Summary and Setup

This workshop lesson is an introduction to making interactive data visualizations in Python. Learners will create a new environment using conda, wrangle data into the proper format using pandas library, create visualizations using the Plotly Python library, and display these visualizations and create widgets using Streamlit.

Preview the app

For a preview of what learners will be creating in this lesson (including the exercises), click the “Open in Streamlit” button below. Open in Streamlit The repository that contains this example Streamlit app can be found here.

{% comment %} This is a comment in Liquid {% endcomment %}

Prerequisites

  1. Learners should have completed the Plotting and Programming in Python workshop lesson, or have some experience with Python and the pandas library.
  2. Learners should have Anaconda installed on their machines, as specified in the setup for Plotting and Programming in Python.
  3. Learners should be comfortable with using the command line and with using git, either on the command line or through an application like GitHub Desktop.
  4. Learners should have a Jupyter Lab & Streamlit compatible web browser installed (Google Chrome, Firefox, or Safari).
  5. Learners should have downloaded the required files (data_viz_workshop.zip) as specified in the Setup
  6. Learners should have a GitHub account if they wish to deploy (share) their app.

Getting the Files


The dataset we will be using is taken from the gapminder dataset, just like the Plotting and Programming in Python workshop. We will also be using a special environment, which can be recreated on your machine using Anaconda.

To obtain the dataset and environment, download the file data_viz_workshop.zip.

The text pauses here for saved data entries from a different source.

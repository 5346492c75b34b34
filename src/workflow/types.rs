//! Execution result types.

use chrono::{DateTime, Utc};
use serde::{Deserialize, Serialize};
use serde_json::Value;
use std::collections::HashSet;

use crate::core::task::{TaskId, TaskStatus};
use crate::core::workflow::{Workflow, WorkflowId};
use crate::orchestration::resolver::ExecutionPlan;

/// Aggregate status of a workflow run.
#[derive(Debug, Clone, Copy, PartialEq, Eq, Hash, Serialize, Deserialize, Default)]
#[serde(rename_all = "snake_case")]
pub enum WorkflowStatus {
    /// Accepted, no batch started yet.
    #[default]
    Pending,
    /// Batches are executing.
    Running,
    /// Every task succeeded.
    Succeeded,
    /// At least one sink succeeded, but not every task did.
    Partial,
    /// No sink task succeeded.
    Failed,
    /// Cancellation stopped the run before all batches executed.
    Cancelled,
}

impl WorkflowStatus {
    pub fn is_terminal(&self) -> bool {
        !matches!(self, Self::Pending | Self::Running)
    }

    /// Final status for a run whose tasks are all terminal.
    ///
    /// `succeeded` only when every task succeeded. Otherwise cancellation
    /// wins if it stopped any task, then the sinks decide between
    /// `partial` and `failed`.
    pub fn aggregate(workflow: &Workflow, tasks: &[TaskResult], cancel_observed: bool) -> Self {
        if tasks.iter().all(|t| t.status == TaskStatus::Succeeded) {
            return Self::Succeeded;
        }
        if cancel_observed && tasks.iter().any(|t| t.status == TaskStatus::Cancelled) {
            return Self::Cancelled;
        }
        let sinks: HashSet<&TaskId> = workflow.sinks().into_iter().collect();
        let sink_succeeded = tasks
            .iter()
            .any(|t| sinks.contains(&t.id) && t.status == TaskStatus::Succeeded);
        if sink_succeeded {
            Self::Partial
        } else {
            Self::Failed
        }
    }
}

impl std::fmt::Display for WorkflowStatus {
    fn fmt(&self, f: &mut std::fmt::Formatter<'_>) -> std::fmt::Result {
        match self {
            WorkflowStatus::Pending => write!(f, "pending"),
            WorkflowStatus::Running => write!(f, "running"),
            WorkflowStatus::Succeeded => write!(f, "succeeded"),
            WorkflowStatus::Partial => write!(f, "partial"),
            WorkflowStatus::Failed => write!(f, "failed"),
            WorkflowStatus::Cancelled => write!(f, "cancelled"),
        }
    }
}

/// Outcome of one task.
#[derive(Debug, Clone, PartialEq, Serialize, Deserialize)]
pub struct TaskResult {
    pub id: TaskId,
    pub agent: String,
    pub operation: String,
    /// Index of the batch the task belongs to.
    pub batch: usize,
    pub status: TaskStatus,
    #[serde(default, skip_serializing_if = "Option::is_none")]
    pub output: Option<Value>,
    /// Failure detail, or the reason a task was skipped or cancelled.
    #[serde(default, skip_serializing_if = "Option::is_none")]
    pub error: Option<String>,
    #[serde(default, skip_serializing_if = "Option::is_none")]
    pub started_at: Option<DateTime<Utc>>,
    #[serde(default, skip_serializing_if = "Option::is_none")]
    pub finished_at: Option<DateTime<Utc>>,
}

/// Snapshot or final result of a workflow run.
#[derive(Debug, Clone, PartialEq, Serialize, Deserialize)]
pub struct ExecutionResult {
    pub workflow_id: WorkflowId,
    #[serde(default, skip_serializing_if = "Option::is_none")]
    pub name: Option<String>,
    pub status: WorkflowStatus,
    pub submitted_at: DateTime<Utc>,
    #[serde(default, skip_serializing_if = "Option::is_none")]
    pub started_at: Option<DateTime<Utc>>,
    #[serde(default, skip_serializing_if = "Option::is_none")]
    pub finished_at: Option<DateTime<Utc>>,
    pub batch_count: usize,
    /// Per-task results in declaration order.
    pub tasks: Vec<TaskResult>,
}

impl ExecutionResult {
    /// Initial snapshot: every task pending.
    pub fn pending(workflow: &Workflow, plan: &ExecutionPlan) -> Self {
        let tasks = workflow
            .tasks()
            .iter()
            .map(|task| TaskResult {
                id: task.id.clone(),
                agent: task.agent.clone(),
                operation: task.operation.clone(),
                batch: plan.batch_of(&task.id).unwrap_or_default(),
                status: TaskStatus::Pending,
                output: None,
                error: None,
                started_at: None,
                finished_at: None,
            })
            .collect();
        Self {
            workflow_id: workflow.id(),
            name: workflow.name().map(str::to_string),
            status: WorkflowStatus::Pending,
            submitted_at: workflow.submitted_at(),
            started_at: None,
            finished_at: None,
            batch_count: plan.len(),
            tasks,
        }
    }

    pub fn task(&self, id: &str) -> Option<&TaskResult> {
        self.tasks.iter().find(|t| t.id.as_str() == id)
    }

    /// Number of tasks currently in `status`.
    pub fn count(&self, status: TaskStatus) -> usize {
        self.tasks.iter().filter(|t| t.status == status).count()
    }

    pub fn is_finished(&self) -> bool {
        self.status.is_terminal()
    }

    /// Whether a cancellation requested now can still stop anything.
    ///
    /// True while the run is unfinished and some task has not been reached.
    pub fn is_cancellable(&self) -> bool {
        !self.is_finished() && self.count(TaskStatus::Pending) > 0
    }

    pub fn summary(&self) -> WorkflowSummary {
        WorkflowSummary {
            workflow_id: self.workflow_id,
            name: self.name.clone(),
            status: self.status,
            submitted_at: self.submitted_at,
        }
    }
}

/// One line of the workflow listing.
#[derive(Debug, Clone, PartialEq, Eq, Serialize, Deserialize)]
pub struct WorkflowSummary {
    pub workflow_id: WorkflowId,
    #[serde(default, skip_serializing_if = "Option::is_none")]
    pub name: Option<String>,
    pub status: WorkflowStatus,
    pub submitted_at: DateTime<Utc>,
}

If given the option, choose to Save File in your Desktop folder. If you are not given the option to choose where to save the file, then move this zipped file to your Desktop. Finally, double click the zipped file to unzip it. You should now have a folder called data_viz_workshop. If you open this folder, you will see a file called environment.yml and a folder called Data.

Optional: Create the virtual environment


Creating the environment can be done as a part of setup if learners already have experience in working with virtual environments. This will save time during the workshop itself to focus on other activities.

If your instructor tells you to create the dataviz environment in advance, follow the directions in Episode 2, Create a new environment). Then, you can open Jupyter Lab in the project root directory (e.g. Desktop/data_viz_workshop)

Create a GitHub account (if you don’t already have one)


You can sign up for a GitHub account at github.com/signup

Make sure to choose a general purpose email that you are likely to still have access to in 5 years - that is, not an email tied to a specific workplace, university, or Internet Service Provider.

Make sure to also choose an appropriate username that you are comfortable putting on your resume or sharing with colleagues - some variation of your name is a good idea.

After you have a GitHub account, you should also download GitHub Desktop, so that you can clone, pull, and push without having to use the command line. You can download GitHub Desktop here.

Installing Python Using Anaconda


Python is a popular language for research computing, and great for general-purpose programming as well. Installing all of its research packages individually can be a bit difficult, so we recommend Anaconda, an all-in-one installer.

Regardless of how you choose to install it, please make sure you install Python version 3.x (e.g., 3.6 is fine).

We will teach Python using the Jupyter Notebook, a programming environment that runs in a web browser (Jupyter Notebook will be installed by Anaconda). For this to work you will need a reasonably up-to-date browser. The current versions of the Chrome, Safari and Firefox browsers are all supported (some older browsers, including Internet Explorer version 9 and below, are not).